The stereo asymmetry between the L and R channels — a slightly different release time constant per channel — introduces a sense of space and breath in the stereo response that no artificial panning can replicate. A critical bug discovered during development: gate values above 1.0 caused filter explosion through overflow in the pow() function. The fix required precise clipping followed by rescaling — a surgical solution that stabilised behaviour without altering the response curve.

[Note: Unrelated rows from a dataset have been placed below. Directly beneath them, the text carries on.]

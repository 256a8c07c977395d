// Copyright 2025 the Understory Authors
// SPDX-License-Identifier: Apache-2.0 OR MIT

use kurbo::{Point, Size, Vec2};

/// Current zoom factor and pixel offset of the content surface.
///
/// `x` and `y` are the translation of the content relative to the viewport's
/// layout origin. Scaling happens about the content's own center, so the
/// content center sits at `(x + width / 2, y + height / 2)` in viewport
/// coordinates regardless of zoom.
#[derive(Clone, Copy, Debug, PartialEq)]
pub struct PanZoomState {
    /// Uniform zoom factor.
    pub zoom: f64,
    /// Horizontal offset in pixels.
    pub x: f64,
    /// Vertical offset in pixels.
    pub y: f64,
}

impl Default for PanZoomState {
    fn default() -> Self {
        Self {
            zoom: 1.0,
            x: 0.0,
            y: 0.0,
        }
    }
}

impl PanZoomState {
    /// Creates a state from a zoom factor and pixel offsets.
    #[must_use]
    pub fn new(zoom: f64, x: f64, y: f64) -> Self {
        Self { zoom, x, y }
    }

    /// Returns the pixel offset as a vector.
    #[must_use]
    pub fn offset(&self) -> Vec2 {
        Vec2::new(self.x, self.y)
    }

    /// Translates the content by `delta` pixels.
    pub fn translate(&mut self, delta: Vec2) {
        self.x += delta.x;
        self.y += delta.y;
    }

    /// Returns `true` when all components are finite.
    #[must_use]
    pub fn is_finite(&self) -> bool {
        self.zoom.is_finite() && self.x.is_finite() && self.y.is_finite()
    }
}

/// Measured sizes of the viewport and of the unscaled content.
///
/// Metrics are measured on demand by the host; they are never cached by the
/// geometry engine because layout can change between calls.
#[derive(Clone, Copy, Debug, PartialEq)]
pub struct SurfaceMetrics {
    /// Size of the visible viewport.
    pub viewport: Size,
    /// Natural (zoom `1.0`) size of the content.
    pub content: Size,
}

impl SurfaceMetrics {
    /// Creates metrics from the viewport and natural content sizes.
    #[must_use]
    pub fn new(viewport: Size, content: Size) -> Self {
        Self { viewport, content }
    }

    /// Returns `true` if any dimension is zero, negative or not finite.
    ///
    /// Geometry derived from degenerate metrics would divide by zero.
    #[must_use]
    pub fn is_degenerate(&self) -> bool {
        let usable = |v: f64| v.is_finite() && v > 0.0;
        !(usable(self.viewport.width)
            && usable(self.viewport.height)
            && usable(self.content.width)
            && usable(self.content.height))
    }

    /// Center of the viewport in viewport coordinates.
    #[must_use]
    pub fn viewport_center(&self) -> Point {
        Point::new(self.viewport.width * 0.5, self.viewport.height * 0.5)
    }
}

/// Pan position expressed in percent of the scaled content.
///
/// `(50, 50)` means the content center sits at the viewport center.
#[derive(Clone, Copy, Debug, PartialEq)]
pub struct PanPercent {
    /// Horizontal position, `0..=100` across the content width.
    pub x: f64,
    /// Vertical position, `0..=100` across the content height.
    pub y: f64,
}

impl PanPercent {
    /// Centered pan.
    pub const CENTER: Self = Self { x: 50.0, y: 50.0 };

    /// Creates a pan position from percentages.
    #[must_use]
    pub fn new(x: f64, y: f64) -> Self {
        Self { x, y }
    }
}

#[cfg(test)]
mod tests {
    use kurbo::{Size, Vec2};

    use super::{PanZoomState, SurfaceMetrics};

    #[test]
    fn degenerate_metrics_are_detected() {
        let ok = SurfaceMetrics::new(Size::new(800.0, 600.0), Size::new(400.0, 300.0));
        assert!(!ok.is_degenerate());

        let zero_viewport = SurfaceMetrics::new(Size::new(0.0, 600.0), Size::new(400.0, 300.0));
        assert!(zero_viewport.is_degenerate());

        let negative_content =
            SurfaceMetrics::new(Size::new(800.0, 600.0), Size::new(400.0, -1.0));
        assert!(negative_content.is_degenerate());

        let nan_content = SurfaceMetrics::new(Size::new(800.0, 600.0), Size::new(f64::NAN, 1.0));
        assert!(nan_content.is_degenerate());
    }

    #[test]
    fn translate_accumulates() {
        let mut state = PanZoomState::default();
        state.translate(Vec2::new(5.0, -3.0));
        state.translate(Vec2::new(1.0, 1.0));
        assert_eq!(state.offset(), Vec2::new(6.0, -2.0));
        assert_eq!(state.zoom, 1.0);
    }
}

Two variants are available. LPG_STEREO uses a heuristic dual-stage vactrol — brighter, more controllable. LPG Parker SVF Stereo uses full VTL5C3/2 physics — darker, more organic. All modelling parameters are exposed in the control panel:

fc_min / fc_max
Cutoff frequency excursion range. Sets the floor and ceiling of the vactrol-controlled filter sweep.
resonance
SVF filter Q. At higher values the filter self-resonates at the cutoff frequency, adding tonal character to each hit.
vac_attack / vac_release
Vactrol kinetics. Attack is dynamically coupled to current state; release follows the configurable non-linear exponent.
vac_curve
Non-linearity of the photovoltaic curve. Controls how the optical element transitions between closed and open states.
mode
Continuous crossfade between pure VCA behaviour and coupled LPG behaviour. The full range between control and organicism.
drive
Soft saturation via tanh before output. Adds warmth and harmonic density without clipping artefacts.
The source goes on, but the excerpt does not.